My view tends to be closer to that of Stephen Jay Gould in ascribing the domains of religion and science to non-overlapping magisteria. Questions about what God is like, the spiritual nature of the human soul (and if there is one), and other ideas regarding the “supernatural” our outside the domain of science.
See:
https://en.wikipedia.org/wiki/Non-overlapping_magisteria
One may or may not have a historical interest in the contest between Elijah and the prophets of Ba’al regarding whether Yahweh or Ba’al is the one true God, but taking the view of Gould (and the National Academy of Sciences) would place questions of this nature in the domain of the supernatural (religion) and outside the realm of natural science.
As in most subjects, there may be some debate and discussion regarding the precise boundaries and whether different magisteria are indeed non-overlapping. However, most would agree that abitrating between deities and fundamentally differing religious claims (Islam, Judaism, Buddhism, Christianity, etc.) is outside the magisterium of experimental science.

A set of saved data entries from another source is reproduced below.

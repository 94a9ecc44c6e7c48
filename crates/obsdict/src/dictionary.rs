#![forbid(unsafe_code)]

//! The mutable observable dictionary.
//!
//! # Design
//!
//! [`ObservableDictionary<K, V>`] keeps its entries in an insertion-ordered
//! [`IndexMap`] behind shared, reference-counted storage
//! (`Rc<RefCell<..>>`). The derived [`Keys`] and [`Values`] sequences read
//! that same map by position, so a single mutation routine updates storage
//! and both sequences at once, before any subscriber hears about it.
//!
//! Every structural mutation then publishes, in order:
//!
//! 1. one [`Change`] to change subscribers,
//! 2. the new count to count subscribers,
//! 3. one [`SequenceChange`] to Keys subscribers, then to Values subscribers.
//!
//! ```text
//! add("k", "b") with ("k", "a") present
//! ┌──────────────────────────────────────────────┐
//! │ Removed { key: "k", value: "a", index: i }   │
//! │ count = n - 1                                 │
//! │ Added   { key: "k", value: "b" }             │
//! │ count = n                                     │
//! └──────────────────────────────────────────────┘
//! ```
//!
//! # Invariants
//!
//! 1. `count() == keys().len() == values().len()` whenever a caller or a
//!    subscriber can observe the dictionary.
//! 2. `keys()[i]` and `values()[i]` belong to the same entry.
//! 3. Overwriting a key is a removal followed by an addition; the new entry
//!    moves to the end of iteration order.
//! 4. `version()` increments by exactly 1 per published [`Change`].
//!
//! # Failure Modes
//!
//! - **Re-entrant mutation**: mutating from inside a subscriber callback
//!   nests a second publish inside the first. Later subscribers of the outer
//!   publish then see the nested state. Not supported.

use std::cell::RefCell;
use std::fmt;
use std::hash::Hash;
use std::rc::Rc;

use indexmap::{Equivalent, IndexMap};
use tracing::trace;

use crate::change::{Change, SequenceChange};
use crate::channel::{Channel, Subscription};
use crate::error::DictionaryError;
use crate::mapping::ObservableMapping;
use crate::sequence::{Keys, Values};
use crate::view::ReadOnlyObservableDictionary;

/// Configuration for an [`ObservableDictionary`].
#[derive(Debug, Clone, PartialEq, Eq)]
pub struct DictionaryConfig {
    /// Entries to pre-allocate storage for.
    pub capacity: usize,
    /// Publish `Reset` (and the count) when `clear()` runs on an empty
    /// dictionary.
    pub notify_empty_clear: bool,
}

impl Default for DictionaryConfig {
    fn default() -> Self {
        Self {
            capacity: 0,
            notify_empty_clear: true,
        }
    }
}

impl DictionaryConfig {
    #[must_use]
    pub fn new() -> Self {
        Self::default()
    }

    #[must_use]
    pub fn with_capacity(mut self, capacity: usize) -> Self {
        self.capacity = capacity;
        self
    }

    #[must_use]
    pub fn with_notify_empty_clear(mut self, notify: bool) -> Self {
        self.notify_empty_clear = notify;
        self
    }
}

pub(crate) struct State<K, V> {
    pub(crate) entries: IndexMap<K, V>,
    version: u64,
}

/// Storage and subscriber lists shared by every handle onto one dictionary.
pub(crate) struct Shared<K, V> {
    pub(crate) state: RefCell<State<K, V>>,
    config: DictionaryConfig,
    changes: Channel<Change<K, V>>,
    counts: Channel<usize>,
    pub(crate) key_changes: Channel<SequenceChange<K>>,
    pub(crate) value_changes: Channel<SequenceChange<V>>,
}

/// A key-value mapping that publishes every structural change.
///
/// Cloning an `ObservableDictionary` creates a new handle to the **same**
/// dictionary: both handles see the same entries and share subscribers.
pub struct ObservableDictionary<K, V> {
    shared: Rc<Shared<K, V>>,
}

impl<K, V> ObservableDictionary<K, V> {
    pub(crate) const KIND: &'static str = "mutable";
}

impl<K, V> Clone for ObservableDictionary<K, V> {
    fn clone(&self) -> Self {
        Self {
            shared: Rc::clone(&self.shared),
        }
    }
}

impl<K: fmt::Debug, V: fmt::Debug> fmt::Debug for ObservableDictionary<K, V> {
    fn fmt(&self, f: &mut fmt::Formatter<'_>) -> fmt::Result {
        let state = self.shared.state.borrow();
        f.debug_struct("ObservableDictionary")
            .field("entries", &state.entries)
            .field("version", &state.version)
            .field("subscriber_count", &self.shared.changes.subscriber_count())
            .finish()
    }
}

impl<K, V> Default for ObservableDictionary<K, V>
where
    K: Clone + Eq + Hash + 'static,
    V: Clone + 'static,
{
    fn default() -> Self {
        Self::new()
    }
}

impl<K, V> From<IndexMap<K, V>> for ObservableDictionary<K, V>
where
    K: Clone + Eq + Hash + 'static,
    V: Clone + 'static,
{
    fn from(entries: IndexMap<K, V>) -> Self {
        Self::seeded(entries, DictionaryConfig::default())
    }
}

impl<K, V> FromIterator<(K, V)> for ObservableDictionary<K, V>
where
    K: Clone + Eq + Hash + 'static,
    V: Clone + 'static,
{
    fn from_iter<I: IntoIterator<Item = (K, V)>>(iter: I) -> Self {
        Self::from(iter.into_iter().collect::<IndexMap<K, V>>())
    }
}

impl<K, V> ObservableDictionary<K, V>
where
    K: Clone + Eq + Hash + 'static,
    V: Clone + 'static,
{
    /// Create an empty dictionary.
    #[must_use]
    pub fn new() -> Self {
        Self::with_config(DictionaryConfig::default())
    }

    /// Create an empty dictionary with the given configuration.
    #[must_use]
    pub fn with_config(config: DictionaryConfig) -> Self {
        let entries = IndexMap::with_capacity(config.capacity);
        Self::seeded(entries, config)
    }

    /// Create a dictionary holding a copy of `entries`, in their order.
    ///
    /// Seeding publishes nothing and leaves the version at 0. When a key
    /// repeats, it keeps its first position and its last value.
    #[must_use]
    pub fn from_entries(entries: impl IntoIterator<Item = (K, V)>) -> Self {
        entries.into_iter().collect()
    }

    fn seeded(entries: IndexMap<K, V>, config: DictionaryConfig) -> Self {
        Self {
            shared: Rc::new(Shared {
                state: RefCell::new(State {
                    entries,
                    version: 0,
                }),
                config,
                changes: Channel::new(),
                counts: Channel::new(),
                key_changes: Channel::new(),
                value_changes: Channel::new(),
            }),
        }
    }

    #[must_use]
    pub fn config(&self) -> &DictionaryConfig {
        &self.shared.config
    }

    /// Insert `value` under `key`.
    ///
    /// If `key` is already present its entry is removed first, publishing a
    /// [`Change::Removed`]; the new entry is then appended and a
    /// [`Change::Added`] published. There is no silent overwrite.
    pub fn add(&self, key: K, value: V) {
        self.remove(&key);
        let (count, version) = {
            let mut state = self.shared.state.borrow_mut();
            state.entries.insert(key.clone(), value.clone());
            state.version += 1;
            (state.entries.len(), state.version)
        };
        self.publish(&Change::Added { key, value }, count, version);
    }

    /// Indexed assignment. Same as [`add`](Self::add).
    pub fn set(&self, key: K, value: V) {
        self.add(key, value);
    }

    /// Remove the entry under `key`.
    ///
    /// Returns `false`, publishing nothing, when the key is absent. The
    /// published [`Change::Removed`] carries the entry's position in
    /// iteration order just before removal.
    pub fn remove<Q>(&self, key: &Q) -> bool
    where
        Q: ?Sized + Hash + Equivalent<K>,
    {
        let removed = {
            let mut state = self.shared.state.borrow_mut();
            match state.entries.shift_remove_full(key) {
                Some((index, key, value)) => {
                    state.version += 1;
                    Some((index, key, value, state.entries.len(), state.version))
                }
                None => None,
            }
        };
        match removed {
            Some((index, key, value, count, version)) => {
                self.publish(&Change::Removed { key, value, index }, count, version);
                true
            }
            None => false,
        }
    }

    /// Remove the entry under `key` only if its value equals `value`.
    pub fn remove_entry<Q>(&self, key: &Q, value: &V) -> bool
    where
        Q: ?Sized + Hash + Equivalent<K>,
        V: PartialEq,
    {
        let matches = self
            .shared
            .state
            .borrow()
            .entries
            .get(key)
            .is_some_and(|stored| stored == value);
        matches && self.remove(key)
    }

    /// Remove every entry, publishing a single [`Change::Reset`].
    pub fn clear(&self) {
        let version = {
            let mut state = self.shared.state.borrow_mut();
            if state.entries.is_empty() && !self.shared.config.notify_empty_clear {
                return;
            }
            state.entries.clear();
            state.version += 1;
            state.version
        };
        self.publish(&Change::Reset, 0, version);
    }

    /// A read-only view relaying this dictionary's notifications.
    #[must_use]
    pub fn read_only(&self) -> ReadOnlyObservableDictionary<K, V> {
        ReadOnlyObservableDictionary::wrap(self)
    }

    /// Whether both handles refer to the same dictionary.
    #[must_use]
    pub fn ptr_eq(&self, other: &Self) -> bool {
        Rc::ptr_eq(&self.shared, &other.shared)
    }

    /// Number of registered change subscribers, including dead ones not yet
    /// pruned.
    #[must_use]
    pub fn subscriber_count(&self) -> usize {
        self.shared.changes.subscriber_count()
    }

    fn publish(&self, change: &Change<K, V>, count: usize, version: u64) {
        let shared = &self.shared;
        trace!(
            action = change.action().as_str(),
            count,
            version,
            "observable dictionary changed"
        );
        shared.changes.emit(change);
        shared.counts.emit(&count);
        if shared.key_changes.subscriber_count() > 0 {
            shared.key_changes.emit(&change.key_change(count));
        }
        if shared.value_changes.subscriber_count() > 0 {
            shared.value_changes.emit(&change.value_change(count));
        }
    }
}

impl<K, V> ObservableMapping<K, V> for ObservableDictionary<K, V>
where
    K: Clone + Eq + Hash + 'static,
    V: Clone + 'static,
{
    fn get<Q>(&self, key: &Q) -> Result<V, DictionaryError>
    where
        Q: ?Sized + Hash + Equivalent<K>,
    {
        self.try_get(key).ok_or(DictionaryError::KeyNotFound)
    }

    fn try_get<Q>(&self, key: &Q) -> Option<V>
    where
        Q: ?Sized + Hash + Equivalent<K>,
    {
        self.shared.state.borrow().entries.get(key).cloned()
    }

    fn contains_key<Q>(&self, key: &Q) -> bool
    where
        Q: ?Sized + Hash + Equivalent<K>,
    {
        self.shared.state.borrow().entries.contains_key(key)
    }

    fn count(&self) -> usize {
        self.shared.state.borrow().entries.len()
    }

    fn entries(&self) -> Vec<(K, V)> {
        let state = self.shared.state.borrow();
        state
            .entries
            .iter()
            .map(|(k, v)| (k.clone(), v.clone()))
            .collect()
    }

    fn for_each(&self, mut f: impl FnMut(&K, &V)) {
        let state = self.shared.state.borrow();
        for (k, v) in &state.entries {
            f(k, v);
        }
    }

    fn keys(&self) -> Keys<K, V> {
        Keys::new(Rc::clone(&self.shared))
    }

    fn values(&self) -> Values<K, V> {
        Values::new(Rc::clone(&self.shared))
    }

    fn version(&self) -> u64 {
        self.shared.state.borrow().version
    }

    fn is_read_only(&self) -> bool {
        false
    }

    fn subscribe(&self, callback: impl Fn(&Change<K, V>) + 'static) -> Subscription {
        self.shared.changes.subscribe(callback)
    }

    fn subscribe_count(&self, callback: impl Fn(usize) + 'static) -> Subscription {
        self.shared.counts.subscribe(move |count: &usize| callback(*count))
    }

    fn try_add(&self, key: K, value: V) -> Result<(), DictionaryError> {
        self.add(key, value);
        Ok(())
    }

    fn try_remove<Q>(&self, key: &Q) -> Result<bool, DictionaryError>
    where
        Q: ?Sized + Hash + Equivalent<K>,
    {
        Ok(self.remove(key))
    }

    fn try_clear(&self) -> Result<(), DictionaryError> {
        self.clear();
        Ok(())
    }
}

I'm not sure what this article has to do with science. It seems to be a somewhat tongue-in-cheek retelling of some ancient stories or myths. None of these accounts describe anything we would call science. In general, I do not notice anything in ancient religious documents that deserves to be called science. On the other hand, we do know that ancient Greeks such as Aristotle and Archimedes did have a sophisticated scientific method. The intellectually superior Greeks believed in a logical universe, and attempted to describe this universe using mathematics, as opposed to a universe operated according to the whim of a supposed deity. Of course the Greeks were only at the beginning of science, so their methods were not always as well developed as ours.The Greeks certainly did perform experiments. Other ancient people experimented as well. Builders experimented with different kinds of cement. Metallurgists experimented with various alloys. And so on. Experiment is certainly a vital part of science. But the essential difference between the Greeks and other ancient people is that the Greeks attempted to explain their observations and experiments within a logical framework, as described by Aristotle. The idea that Greeks, including Aristotle, were armchair philosophers who did not perform experiments, is based on ignorance. For example, in his biological work, Aristotle carefully describes experiments with the development of birds, such as determining the correlation between the size of their egg and the rate of their development. One can contrast Aristotle's approach with the childish speculations of religious writers during the Middle Ages. Following the breakup of the centralized anti-scientific religious authority in Europe, we picked up where the Greeks left off. To sum up, our scientific method began with the Greeks. It is a very great error to confuse the methods of the Greeks, which were carried on and developed during the Hellenistic period, but then crushed by religious authorities, with the disorganized and superstitious ideas of other ancient peoples. The Greeks exalted human reason, they had boundless curiosity, they fostered free discussion and debate, and they emphasized the use of mathematics, even up to the level of rudimentary calculus as found in the works of Archimedes. Perhaps we should focus on their work, if we want to explore the beginnings of experimental science.
Aside from this list?https://en.wikipedia.org/wiki/Timeline_of_scientific_experiments
Does anyone else have examples of early experiments?